[Collected data entries]
---+---
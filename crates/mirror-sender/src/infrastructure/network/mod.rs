//! Network infrastructure for the sender application.
//!
//! # Sub-modules
//!
//! - **`ws_client`** – Opens a WebSocket to the receiver and adapts it to the
//!   [`mirror_core::TransportSink`] / [`mirror_core::TransportEvent`] contract
//!   the session is written against.

use std::sync::Arc;

use mirror_core::{TransportEvent, TransportSink};
use tokio::sync::mpsc;

pub mod ws_client;

/// Both halves of one transport connection as seen by the session.
pub struct TransportPair {
    /// Outbound frames.
    pub sink: Arc<dyn TransportSink>,
    /// Inbound events, in arrival order.  Ends after `Closed` or `Error`.
    pub events: mpsc::UnboundedReceiver<TransportEvent>,
}

impl TransportPair {
    pub fn new(
        sink: Arc<dyn TransportSink>,
        events: mpsc::UnboundedReceiver<TransportEvent>,
    ) -> Self {
        Self { sink, events }
    }
}
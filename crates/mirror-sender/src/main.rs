//! InputMirror sender entry point.
//!
//! Captures this machine's keyboard and mouse and mirrors them to a receiver.
//!
//! # Usage
//!
//! ```text
//! mirror-sender --host <RECEIVER_IP> [OPTIONS]
//!
//! Options:
//!   --host     <HOST>  Receiver hostname or IP address
//!   --port     <PORT>  Receiver WebSocket port [default: from config, 8765]
//!   --token    <TOKEN> Token shown by the receiver (prompted if omitted)
//!   --name     <NAME>  Name shown to the receiver's operator [default: hostname]
//!   --config   <PATH>  Config file [default: platform config dir]
//! ```
//!
//! While connected, type `p` + Enter to pause, `r` to resume and `q` to quit.

use std::path::PathBuf;

use anyhow::Context;
use clap::Parser;
use tokio::io::{AsyncBufReadExt, AsyncWriteExt, BufReader};
use tokio::sync::mpsc;
use tracing::info;
use tracing_subscriber::EnvFilter;

use mirror_core::{load_config, normalize_token_input, validate_token};
use mirror_sender::application::sender_session::{connect, SenderSettings};
use mirror_sender::infrastructure::identity::{resolve_pc_name, HostnameIdentity};
use mirror_sender::infrastructure::input_capture::platform_capture_source;
use mirror_sender::infrastructure::network::ws_client;

// ── CLI argument definitions ──────────────────────────────────────────────────

/// InputMirror sender.
///
/// Mirrors local keyboard and mouse input to a receiver on the network.
#[derive(Debug, Parser)]
#[command(
    name = "mirror-sender",
    about = "Mirror this machine's keyboard and mouse to an InputMirror receiver",
    version
)]
struct Cli {
    /// Hostname or IP address of the receiver.
    #[arg(long, env = "MIRROR_HOST")]
    host: String,

    /// WebSocket port of the receiver.  Overrides the config file.
    #[arg(long, env = "MIRROR_PORT")]
    port: Option<u16>,

    /// Token displayed by the receiver.  Prompted for when omitted.
    #[arg(long, env = "MIRROR_TOKEN")]
    token: Option<String>,

    /// Name shown to the receiver's operator.  Defaults to the hostname.
    #[arg(long)]
    name: Option<String>,

    /// Path to the TOML config file.
    #[arg(long, env = "MIRROR_CONFIG")]
    config: Option<PathBuf>,
}

fn init_tracing(default_level: &str) {
    tracing_subscriber::fmt()
        .with_env_filter(
            EnvFilter::try_from_default_env().unwrap_or_else(|_| EnvFilter::new(default_level)),
        )
        .init();
}

// ── Entry point ───────────────────────────────────────────────────────────────

#[tokio::main]
async fn main() -> anyhow::Result<()> {
    let cli = Cli::parse();
    let config = load_config(cli.config.as_deref()).context("failed to load configuration")?;
    init_tracing(&config.general.log_level);

    let mut lines = BufReader::new(tokio::io::stdin()).lines();

    let raw_token = match cli.token {
        Some(token) => token,
        None => {
            let mut stdout = tokio::io::stdout();
            stdout.write_all(b"Enter connection token: ").await?;
            stdout.flush().await?;
            lines
                .next_line()
                .await?
                .context("stdin closed before a token was entered")?
        }
    };
    let token = normalize_token_input(&raw_token);
    if !validate_token(&token, config.session.token_length) {
        anyhow::bail!(
            "invalid token: expected {} characters from A-Z and 0-9",
            config.session.token_length
        );
    }

    let port = cli.port.unwrap_or(config.network.port);
    let url = format!("ws://{}:{}", cli.host, port);
    let settings = SenderSettings {
        pc_name: resolve_pc_name(cli.name, &HostnameIdentity),
        connect_timeout: config.session.connect_timeout(),
        mouse_throttle: config.session.mouse_throttle(),
    };

    let capture = platform_capture_source().context("input capture is unavailable")?;

    let (status_tx, mut status_rx) = mpsc::unbounded_channel();
    tokio::spawn(async move {
        while let Some(status) = status_rx.recv().await {
            println!("[status] {status}");
        }
    });

    info!("Connecting to {url} as {:?}", settings.pc_name);
    let handle = connect(&token, settings, ws_client::open(&url), capture, status_tx)
        .await
        .with_context(|| format!("could not establish a session with {url}"))?;

    println!("Mirroring input.  Commands: p = pause, r = resume, q = quit");

    loop {
        tokio::select! {
            line = lines.next_line() => match line {
                Ok(Some(line)) => match line.trim() {
                    "p" | "pause" => handle.pause(),
                    "r" | "resume" => handle.resume(),
                    "q" | "quit" => break,
                    "" => {}
                    other => println!("Unknown command: {other}"),
                },
                Ok(None) | Err(_) => break,
            },
            _ = tokio::signal::ctrl_c() => {
                info!("shutdown signal received");
                break;
            }
            _ = handle.ended() => {
                info!("Session ended by the receiver or the network");
                break;
            }
        }
    }

    let counts = handle.counts();
    handle.disconnect().await;
    info!(
        "Session ended: {} events sent, {} dropped",
        counts.sent, counts.dropped
    );
    Ok(())
}

// ── Tests ─────────────────────────────────────────────────────────────────────

#[cfg(test)]
mod tests {
    use super::*;

    #[test]
    fn test_cli_requires_only_host() {
        // Arrange / Act
        let cli = Cli::parse_from(["mirror-sender", "--host", "192.168.1.20"]);

        // Assert
        assert_eq!(cli.host, "192.168.1.20");
        assert!(cli.port.is_none());
        assert!(cli.token.is_none());
    }

    #[test]
    fn test_cli_accepts_all_overrides() {
        let cli = Cli::parse_from([
            "mirror-sender",
            "--host",
            "desk",
            "--port",
            "9000",
            "--token",
            "ab12cd",
            "--name",
            "laptop",
        ]);
        assert_eq!(cli.port, Some(9000));
        assert_eq!(cli.token.as_deref(), Some("ab12cd"));
        assert_eq!(cli.name.as_deref(), Some("laptop"));
    }

    #[test]
    fn test_cli_without_host_is_error() {
        assert!(Cli::try_parse_from(["mirror-sender"]).is_err());
    }
}
//! Windows low-level keyboard and mouse hook implementation.
//!
//! This module installs WH_KEYBOARD_LL and WH_MOUSE_LL hooks using the
//! Windows API.  Both hooks share a dedicated Win32 message-loop thread.
//!
//! Hook procedures are plain `extern "system"` functions with no user data
//! pointer, so they reach the active source through a process-wide registry.
//! Only one capture source can be active per process.
//!
//! # Safety
//!
//! This module uses `unsafe` code exclusively for Windows API FFI calls.
//! All `unsafe` blocks are annotated with `// SAFETY:` comments.

#![cfg(target_os = "windows")]

use std::sync::atomic::{AtomicBool, Ordering};
use std::sync::{mpsc, Arc, Mutex, OnceLock};
use std::thread::{self, JoinHandle};

use mirror_core::{InputEvent, MouseButton};
use windows::Win32::Foundation::{LPARAM, LRESULT, WPARAM};
use windows::Win32::System::Threading::GetCurrentThreadId;
use windows::Win32::UI::WindowsAndMessaging::{
    CallNextHookEx, DispatchMessageW, GetMessageW, PeekMessageW, PostThreadMessageW,
    SetWindowsHookExW, UnhookWindowsHookEx, HC_ACTION, KBDLLHOOKSTRUCT, MSG, MSLLHOOKSTRUCT,
    PM_NOREMOVE, WH_KEYBOARD_LL, WH_MOUSE_LL, WM_KEYDOWN, WM_KEYUP, WM_LBUTTONDOWN,
    WM_LBUTTONUP, WM_MBUTTONDOWN, WM_MBUTTONUP, WM_MOUSEMOVE, WM_MOUSEWHEEL, WM_QUIT,
    WM_RBUTTONDOWN, WM_RBUTTONUP, WM_SYSKEYDOWN, WM_SYSKEYUP, WM_USER,
};

use super::{CaptureCallback, CaptureError, CaptureSource};

/// State the hook procedures need while a source is running.
struct HookShared {
    callback: CaptureCallback,
    paused: Arc<AtomicBool>,
}

static ACTIVE: OnceLock<Mutex<Option<Arc<HookShared>>>> = OnceLock::new();

fn registry() -> &'static Mutex<Option<Arc<HookShared>>> {
    ACTIVE.get_or_init(|| Mutex::new(None))
}

fn dispatch(event: InputEvent) {
    let shared = registry().lock().ok().and_then(|guard| guard.clone());
    if let Some(shared) = shared {
        if !shared.paused.load(Ordering::SeqCst) {
            (shared.callback)(event);
        }
    }
}

struct HookThread {
    thread_id: u32,
    join: JoinHandle<()>,
}

/// Windows low-level input capture source.
pub struct WindowsCaptureSource {
    worker: Mutex<Option<HookThread>>,
    paused: Arc<AtomicBool>,
}

impl WindowsCaptureSource {
    /// Creates a new (unstarted) source.
    pub fn new() -> Self {
        Self {
            worker: Mutex::new(None),
            paused: Arc::new(AtomicBool::new(false)),
        }
    }
}

impl Default for WindowsCaptureSource {
    fn default() -> Self {
        Self::new()
    }
}

impl CaptureSource for WindowsCaptureSource {
    fn start(&self, callback: CaptureCallback) -> Result<(), CaptureError> {
        let mut worker = self
            .worker
            .lock()
            .map_err(|_| CaptureError::HookInstallFailed("capture state poisoned".to_string()))?;
        if worker.is_some() {
            return Err(CaptureError::AlreadyRunning);
        }

        {
            let mut active = registry()
                .lock()
                .map_err(|_| CaptureError::HookInstallFailed("hook registry poisoned".to_string()))?;
            if active.is_some() {
                return Err(CaptureError::AlreadyRunning);
            }
            self.paused.store(false, Ordering::SeqCst);
            *active = Some(Arc::new(HookShared {
                callback,
                paused: Arc::clone(&self.paused),
            }));
        }

        let (ready_tx, ready_rx) = mpsc::channel::<Result<u32, String>>();
        let join = thread::Builder::new()
            .name("mirror-hook-loop".to_string())
            .spawn(move || run_hook_message_loop(ready_tx))
            .map_err(|e| {
                clear_registry();
                CaptureError::HookInstallFailed(e.to_string())
            })?;

        match ready_rx.recv() {
            Ok(Ok(thread_id)) => {
                tracing::info!("Input hooks installed");
                *worker = Some(HookThread { thread_id, join });
                Ok(())
            }
            Ok(Err(reason)) => {
                let _ = join.join();
                clear_registry();
                Err(CaptureError::HookInstallFailed(reason))
            }
            Err(_) => {
                let _ = join.join();
                clear_registry();
                Err(CaptureError::HookInstallFailed(
                    "hook thread exited during start-up".to_string(),
                ))
            }
        }
    }

    fn stop(&self) {
        let hook_thread = match self.worker.lock() {
            Ok(mut worker) => worker.take(),
            Err(_) => None,
        };
        let Some(hook_thread) = hook_thread else {
            return;
        };

        // SAFETY: posting WM_QUIT to a thread id we obtained from that thread.
        let posted = unsafe {
            PostThreadMessageW(hook_thread.thread_id, WM_QUIT, WPARAM(0), LPARAM(0))
        };
        if let Err(e) = posted {
            tracing::warn!("Failed to post WM_QUIT to hook thread: {e}");
        }
        if hook_thread.join.join().is_err() {
            tracing::warn!("Hook thread panicked");
        }
        clear_registry();
        tracing::info!("Input hooks removed");
    }

    fn pause(&self) {
        self.paused.store(true, Ordering::SeqCst);
    }

    fn resume(&self) {
        self.paused.store(false, Ordering::SeqCst);
    }

    fn is_running(&self) -> bool {
        self.worker.lock().map(|w| w.is_some()).unwrap_or(false)
    }

    fn is_paused(&self) -> bool {
        self.paused.load(Ordering::SeqCst)
    }
}

impl Drop for WindowsCaptureSource {
    fn drop(&mut self) {
        self.stop();
    }
}

fn clear_registry() {
    if let Ok(mut active) = registry().lock() {
        *active = None;
    }
}

/// Entry point for the dedicated Win32 message loop thread.
fn run_hook_message_loop(ready: mpsc::Sender<Result<u32, String>>) {
    let mut msg = MSG::default();

    // SAFETY: PeekMessageW forces creation of this thread's message queue so
    // that PostThreadMessageW(WM_QUIT) from `stop()` cannot be lost.
    unsafe {
        let _ = PeekMessageW(&mut msg, None, WM_USER, WM_USER, PM_NOREMOVE);
    }

    // SAFETY: SetWindowsHookExW requires the calling thread to run a message
    // loop, which it does below.
    let kbd_hook = match unsafe { SetWindowsHookExW(WH_KEYBOARD_LL, Some(keyboard_hook_proc), None, 0) } {
        Ok(h) => h,
        Err(e) => {
            let _ = ready.send(Err(format!("WH_KEYBOARD_LL: {e}")));
            return;
        }
    };
    let mouse_hook = match unsafe { SetWindowsHookExW(WH_MOUSE_LL, Some(mouse_hook_proc), None, 0) } {
        Ok(h) => h,
        Err(e) => {
            // SAFETY: kbd_hook was installed by this thread.
            unsafe {
                let _ = UnhookWindowsHookEx(kbd_hook);
            }
            let _ = ready.send(Err(format!("WH_MOUSE_LL: {e}")));
            return;
        }
    };

    // SAFETY: trivial FFI call with no arguments.
    let thread_id = unsafe { GetCurrentThreadId() };
    let _ = ready.send(Ok(thread_id));

    // SAFETY: Standard Win32 GetMessage/DispatchMessage loop pattern.  The
    // loop ends when WM_QUIT arrives (GetMessageW returns 0) or on error (-1).
    unsafe {
        while GetMessageW(&mut msg, None, 0, 0).0 > 0 {
            DispatchMessageW(&msg);
        }
        let _ = UnhookWindowsHookEx(kbd_hook);
        let _ = UnhookWindowsHookEx(mouse_hook);
    }
}

/// Low-level keyboard hook callback.
///
/// # Safety
///
/// Called by Windows from the hook message loop thread; must return quickly.
unsafe extern "system" fn keyboard_hook_proc(
    n_code: i32,
    w_param: WPARAM,
    l_param: LPARAM,
) -> LRESULT {
    if n_code == HC_ACTION as i32 {
        // SAFETY: l_param points to a KBDLLHOOKSTRUCT when n_code == HC_ACTION.
        let kbs = &*(l_param.0 as *const KBDLLHOOKSTRUCT);
        let ts = u64::from(kbs.time);

        let event = match w_param.0 as u32 {
            WM_KEYDOWN | WM_SYSKEYDOWN => Some(InputEvent::key_down(kbs.vkCode, kbs.scanCode, ts)),
            WM_KEYUP | WM_SYSKEYUP => Some(InputEvent::key_up(kbs.vkCode, kbs.scanCode, ts)),
            _ => None,
        };
        if let Some(event) = event {
            dispatch(event);
        }
    }

    // SAFETY: Forward the event to the next hook in the chain.
    CallNextHookEx(None, n_code, w_param, l_param)
}

/// Low-level mouse hook callback.
///
/// # Safety
///
/// Called by Windows from the hook message loop thread; must return quickly.
unsafe extern "system" fn mouse_hook_proc(
    n_code: i32,
    w_param: WPARAM,
    l_param: LPARAM,
) -> LRESULT {
    if n_code == HC_ACTION as i32 {
        // SAFETY: l_param points to a MSLLHOOKSTRUCT when n_code == HC_ACTION.
        let mhs = &*(l_param.0 as *const MSLLHOOKSTRUCT);
        let (x, y) = (mhs.pt.x, mhs.pt.y);
        let ts = u64::from(mhs.time);

        let event = match w_param.0 as u32 {
            WM_MOUSEMOVE => Some(InputEvent::mouse_move(x, y, ts)),
            WM_LBUTTONDOWN => Some(InputEvent::mouse_button(MouseButton::Left, true, x, y, ts)),
            WM_LBUTTONUP => Some(InputEvent::mouse_button(MouseButton::Left, false, x, y, ts)),
            WM_RBUTTONDOWN => Some(InputEvent::mouse_button(MouseButton::Right, true, x, y, ts)),
            WM_RBUTTONUP => Some(InputEvent::mouse_button(MouseButton::Right, false, x, y, ts)),
            WM_MBUTTONDOWN => Some(InputEvent::mouse_button(MouseButton::Middle, true, x, y, ts)),
            WM_MBUTTONUP => Some(InputEvent::mouse_button(MouseButton::Middle, false, x, y, ts)),
            WM_MOUSEWHEEL => {
                // The high word of mouseData is the signed wheel delta.
                let delta = i32::from((mhs.mouseData >> 16) as u16 as i16);
                Some(InputEvent::mouse_wheel(delta, x, y, ts))
            }
            _ => None,
        };
        if let Some(event) = event {
            dispatch(event);
        }
    }

    // SAFETY: Forward to the next hook in the chain.
    CallNextHookEx(None, n_code, w_param, l_param)
}
//! Protocol module containing control messages, the input-event record and
//! the transport contract.
//!
//! Every frame on the wire is a JSON text message:
//!
//! ```text
//! {"type": "connect" | "accept" | "reject" | "key" | "mouse"
//!        | "pause" | "resume" | "disconnect",
//!  "d": "<base64 envelope>",      // connect, key, mouse
//!  "reason": "<text>"}            // reject (optional)
//! ```
//!
//! The `type` tag travels in clear; everything sensitive sits inside `d`.

pub mod codec;
pub mod event;
pub mod messages;
pub mod transport;

pub use codec::{decode_message, encode_message, ProtocolError};
pub use event::{deserialize_event, serialize_event, DecodedEvent, InputEvent, InputEventKind, MouseButton};
pub use messages::{ConnectPayload, ControlMessage};
pub use transport::{TransportError, TransportEvent, TransportSink};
---+---
Filter on the word "DispatchMessageW": copy each matching line from the entries above.

    CallNextHookEx, DispatchMessageW, GetMessageW, PeekMessageW, PostThreadMessageW,
            DispatchMessageW(&msg);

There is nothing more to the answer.